ILC adopts new Protocol to help eliminate forced labour

The International Labour Conference has voted 437 to 8 to adopt a new protocol on forced labour. Delegates have hailed the move as a major step in the fight against contemporary forms of forced labour.

Audio | 11 June 2014
Voice of the president of the 103rd International Labour Conference

"In favour: 437. Against: 8. Abstentions: 27. Quorum: 305 Then, the protocol was adopted…" Applause…

Applause as the full session of the International Labour Conference overwhelmingly votes to adopt a protocol to supplement the forced labour convention of 1930.
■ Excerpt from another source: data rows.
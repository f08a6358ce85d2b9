//! Data Transfer Objects for API requests and responses.
//!
//! DTOs are organized by domain:
//! - `postgres_user` - Primary-store user request/response DTOs
//! - `oracle_user` - Secondary-store user DTOs with reference enrichment
//! - `oracle_reference` - Secondary-store role and grant DTOs
//! - `error` - Common error response DTOs
//! - `health` - Health check DTOs

mod error;
mod health;
mod oracle_reference;
mod oracle_user;
mod postgres_user;

pub use error::ErrorResponse;
pub use health::{ComponentHealth, HealthResponse, HealthStatus};
pub use oracle_reference::{
    OracleGrantResponse, OracleRoleResponse, SaveOracleGrantRequest, SaveOracleRoleRequest,
};
pub use oracle_user::{OracleUserResponse, ReferenceIdRequest, ReferenceResponse, SaveOracleUserRequest};
pub use postgres_user::{
    CreatePostgresUserRequest, PostgresUserResponse, UpdatePostgresUserRequest,
};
It's a significant addition to one of the 8 fundamental conventions of the International Labour Organisation, the prohibition of forced labour. ILO Forced Labour expert and advisor to the committee Beate Andrees explains some of the key changes:

"Well first of all there is a clear link now between forced labour and trafficking but then in addition and more importantly we have these provisions now on protection prevention and remedy which apply to all victims of forced labour whether they have been trafficked or not and which we believe can really make a difference in terms of suppressing and eliminating force labour in the future"

Shortly after the vote, Forced Labour Committee vice chair and workers representative Yves Veyrier said the scale of the positive vote will help the fight against forced labour.

"We have this very very large endorsement. This is very important because now we don't want only a protocol: we want to eliminate forced labour. So, this very large endorsement will give us, all governments, but for the ILO the dynamic to implement it effectively."

Chair of the Forced Labour Committee David Garner also hailed the result as a starting point for government action.

"Governments will now have the opportunity to take on board the measure es outlined in the protocol and to work collectively across a range of different forums, including the ILO to address this important issue".

Member governments of the ILO will now be obliged to consider the protocol and report back on their plans to implement its requirements.